Thursday, July 20, 2006

Morals and college sports (or lack there of)

I don’t really have much to write about today but there are a few stories that I have heard relating to college athletics that I would like to bring up. The first story comes from our own gamecock nation. It seems our former Defensive end Moe Thompson is suing the university because of the way he is dismissed from the university. Also suing because he was not helped with academics because he has a reading and verbal disability. The only disability I see is that he is a thug for a lack of a better racial term. If you can’t read or talk, how the hell did you get into college, or out of high school? I know we live in the south and an education is 2nd behind football, which I am fine with. But when you screw up your life by stealing and then come back and want money for this. There is something wrong.

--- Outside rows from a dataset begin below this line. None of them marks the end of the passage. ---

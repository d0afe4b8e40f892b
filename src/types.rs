//! Domain vocabulary shared by every pipeline stage

use serde::{Deserialize, Serialize};
use std::fmt;

// =============================================================================
// REGIME LABEL
// =============================================================================

/// Coarse market regime driving the allocation policy
#[derive(Debug, Clone, Copy, PartialEq, Eq, Hash, PartialOrd, Ord, Serialize, Deserialize)]
#[serde(rename_all = "lowercase")]
pub enum RegimeLabel {
    Favorable,
    Neutre,
    Defavorable,
    /// Only produced when the detector stage fails
    Inconnu,
}

impl RegimeLabel {
    pub fn as_str(&self) -> &'static str {
        match self {
            RegimeLabel::Favorable => "favorable",
            RegimeLabel::Neutre => "neutre",
            RegimeLabel::Defavorable => "defavorable",
            RegimeLabel::Inconnu => "inconnu",
        }
    }

    /// Position on the favorable → defavorable ladder; `None` for `inconnu`
    pub fn severity(&self) -> Option<u8> {
        match self {
            RegimeLabel::Favorable => Some(0),
            RegimeLabel::Neutre => Some(1),
            RegimeLabel::Defavorable => Some(2),
            RegimeLabel::Inconnu => None,
        }
    }

    pub fn from_name(name: &str) -> Option<Self> {
        match name.trim().to_lowercase().as_str() {
            "favorable" => Some(RegimeLabel::Favorable),
            "neutre" | "neutral" => Some(RegimeLabel::Neutre),
            "defavorable" | "défavorable" => Some(RegimeLabel::Defavorable),
            "inconnu" | "unknown" => Some(RegimeLabel::Inconnu),
            _ => None,
        }
    }
}

impl fmt::Display for RegimeLabel {
    fn fmt(&self, f: &mut fmt::Formatter<'_>) -> fmt::Result {
        f.write_str(self.as_str())
    }
}

// =============================================================================
// MODE TIER
// =============================================================================

/// Escalation severity, strictly ordered NORMAL < TENSION < ALERTE < CRISE < PANIC
#[derive(Debug, Clone, Copy, PartialEq, Eq, Hash, PartialOrd, Ord, Serialize, Deserialize)]
#[serde(rename_all = "UPPERCASE")]
pub enum ModeTier {
    Normal,
    Tension,
    Alerte,
    Crise,
    Panic,
}

impl ModeTier {
    /// Escalated tiers from most to least severe
    pub const ESCALATED_DESC: [ModeTier; 4] =
        [ModeTier::Panic, ModeTier::Crise, ModeTier::Alerte, ModeTier::Tension];

    pub fn as_str(&self) -> &'static str {
        match self {
            ModeTier::Normal => "NORMAL",
            ModeTier::Tension => "TENSION",
            ModeTier::Alerte => "ALERTE",
            ModeTier::Crise => "CRISE",
            ModeTier::Panic => "PANIC",
        }
    }
}

impl fmt::Display for ModeTier {
    fn fmt(&self, f: &mut fmt::Formatter<'_>) -> fmt::Result {
        f.write_str(self.as_str())
    }
}

// =============================================================================
// BUCKET
// =============================================================================

/// Risk category holding a fraction of the portfolio, ordered by risk
#[derive(Debug, Clone, Copy, PartialEq, Eq, Hash, PartialOrd, Ord, Serialize, Deserialize)]
pub enum Bucket {
    Prudent,
    Modere,
    Risque,
}

impl Bucket {
    pub const ALL: [Bucket; 3] = [Bucket::Prudent, Bucket::Modere, Bucket::Risque];

    /// Bucket protected by the defavorable safety override and the CRISE exit
    pub const HIGHEST_RISK: Bucket = Bucket::Risque;

    pub fn as_str(&self) -> &'static str {
        match self {
            Bucket::Prudent => "Prudent",
            Bucket::Modere => "Modere",
            Bucket::Risque => "Risque",
        }
    }

    /// Case-insensitive lookup; unknown names yield `None`
    pub fn from_name(name: &str) -> Option<Self> {
        match name.trim().to_lowercase().as_str() {
            "prudent" => Some(Bucket::Prudent),
            "modere" | "modéré" => Some(Bucket::Modere),
            "risque" => Some(Bucket::Risque),
            _ => None,
        }
    }
}

impl fmt::Display for Bucket {
    fn fmt(&self, f: &mut fmt::Formatter<'_>) -> fmt::Result {
        f.write_str(self.as_str())
    }
}
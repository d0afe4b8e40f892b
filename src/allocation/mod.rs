/// Allocation: policy resolution, rebalancing, exits and the current state source
pub mod exit;
pub mod planner;
pub mod policy;
pub mod source;

pub use exit::{evaluate_exit, ExitDirective};
pub use planner::{
    apply_plan, plan_rebalance, AllocationState, Direction, PlanSafety, RebalanceAction,
    RebalancePlan,
};
pub use policy::{resolve_policy, AllocationPolicy, PolicySource};
pub use source::{AllocationStateSource, JournalAllocationSource};
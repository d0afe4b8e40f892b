//! Per-asset score adjustment
//!
//! `final = max(0, base × context × ai × risk × mode × slippage)`. A
//! coefficient whose input is non-finite becomes 1.0 and the fallback is
//! recorded on the adjustment.

use super::coefficients::{ai_coeff, context_coeff, mode_coeff, risk_coeff, slippage_penalty};
use crate::config::ScoringConfig;
use crate::errors::ComputationError;
use crate::logger::{self, LogTag};
use crate::market::AssetObservation;
use crate::types::{ModeTier, RegimeLabel};
use serde::{Deserialize, Serialize};

#[derive(Debug, Clone, PartialEq, Serialize, Deserialize)]
pub struct ScoreAdjustment {
    pub asset: String,
    pub base_score: f64,
    pub context_coeff: f64,
    pub ai_coeff: f64,
    pub risk_coeff: f64,
    pub mode_coeff: f64,
    pub slippage_penalty: f64,
    pub final_score: f64,
    #[serde(default, skip_serializing_if = "Vec::is_empty")]
    pub fallbacks: Vec<String>,
}

/// Cycle-wide inputs shared by every asset
#[derive(Debug, Clone, Copy)]
pub struct ScoringContext {
    pub label: RegimeLabel,
    pub tier: ModeTier,
}

fn or_neutral(result: Result<f64, ComputationError>, name: &str, fallbacks: &mut Vec<String>) -> f64 {
    match result {
        Ok(value) => value,
        Err(e) => {
            fallbacks.push(format!("{}: {}", name, e));
            1.0
        }
    }
}

pub fn adjust_score(
    asset: &AssetObservation,
    confidences: &[f64],
    context: ScoringContext,
    config: &ScoringConfig,
) -> ScoreAdjustment {
    let mut fallbacks = Vec::new();

    let base_score = if asset.base_score.is_finite() {
        asset.base_score
    } else {
        fallbacks.push("base_score: non-finite, using 0".to_string());
        0.0
    };

    let context_coeff = context_coeff(context.label, config);
    let ai_coeff = or_neutral(ai_coeff(confidences, config), "ai_coeff", &mut fallbacks);
    let risk_coeff = or_neutral(
        risk_coeff(asset.apr, asset.tvl_usd, asset.volatility, config),
        "risk_coeff",
        &mut fallbacks,
    );
    let mode_coeff = mode_coeff(context.tier, config);
    let slippage_penalty = or_neutral(
        slippage_penalty(asset.sample.slippage, config),
        "slippage_penalty",
        &mut fallbacks,
    );

    let product = base_score * context_coeff * ai_coeff * risk_coeff * mode_coeff * slippage_penalty;
    let final_score = if product.is_finite() { product.max(0.0) } else { 0.0 };

    if !fallbacks.is_empty() {
        logger::warning(
            LogTag::Scoring,
            &format!("{}: coefficient fallback ({})", asset.asset, fallbacks.join("; ")),
        );
    }
    logger::verbose(
        LogTag::Scoring,
        &format!(
            "{} base={:.4} ctx={:.3} ai={:.3} risk={:.3} mode={:.3} slip={:.3} -> {:.4}",
            asset.asset, base_score, context_coeff, ai_coeff, risk_coeff, mode_coeff, slippage_penalty, final_score
        ),
    );

    ScoreAdjustment {
        asset: asset.asset.clone(),
        base_score,
        context_coeff,
        ai_coeff,
        risk_coeff,
        mode_coeff,
        slippage_penalty,
        final_score,
        fallbacks,
    }
}
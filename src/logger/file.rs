/// Daily log file sink
///
/// The sink is opened by `logger::init` and stays closed otherwise, in which
/// case `write_to_file` is a no-op.
use crate::paths;
use chrono::Local;
use once_cell::sync::Lazy;
use parking_lot::Mutex;
use std::fs::{File, OpenOptions};
use std::io::{BufWriter, Write};

static LOG_FILE: Lazy<Mutex<Option<BufWriter<File>>>> = Lazy::new(|| Mutex::new(None));

/// Open `<logs>/<binary>_<date>.log` for appending
pub fn init_file_logging(binary_name: &str) {
    let dir = paths::get_logs_directory();
    if let Err(e) = std::fs::create_dir_all(&dir) {
        eprintln!("Failed to create logs directory {}: {}", dir.display(), e);
        return;
    }

    let file_name = format!("{}_{}.log", binary_name, Local::now().format("%Y-%m-%d"));
    let path = dir.join(file_name);

    match OpenOptions::new().create(true).append(true).open(&path) {
        Ok(file) => {
            *LOG_FILE.lock() = Some(BufWriter::new(file));
        }
        Err(e) => {
            eprintln!("Failed to open log file {}: {}", path.display(), e);
        }
    }
}

/// Append one line to the log file if it is open
pub fn write_to_file(line: &str) {
    let mut guard = LOG_FILE.lock();
    if let Some(writer) = guard.as_mut() {
        if writeln!(writer, "{}", line).is_err() {
            // Sink is dropped after the first failed write
            *guard = None;
        }
    }
}

pub fn flush_file_logging() {
    if let Some(writer) = LOG_FILE.lock().as_mut() {
        let _ = writer.flush();
    }
}
/// Decision pipeline: one pure cycle plus the state carried between cycles
pub mod cycle;
pub mod state;

pub use cycle::{run_cycle, CycleInputs, CycleOutcome};
pub use state::CycleState;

Then other story I heard was about Kentucky’s basketball program and myspace.com. For the past 2 years text messaging has been the big recruiting tool that every coach has been using. Even our own Gary Grey has de-committed because Charlie Weiss has been text messaging him every day since he signed (which is a totally different blog). Well this rising high school senior in WV has been getting recruiting post from UK students involving college girls and naked pictures trying to influence him to play at Uk. Will myspace.com be the new recruiting tool, granted this player is under 18 and is receiving naked pictures, which seems to be morally wrong as well?


I would like some feed back on how the NCAA can be cleaned up. Some say a early signing period in football would help with recruiting violations as well as maybe a commissioner for each college sport that can rule on violations instead of leaving it up to the NCAA as a whole.

3 comments:

Anonymous said...

agreed that something needs to be done by the NCAA on the "texting" issue...it is just a back door approach by coaching staffs to contact high schools kids they are after....early signing period may help and needs to be looked into by the NCAA as a approach to help the recruiting process.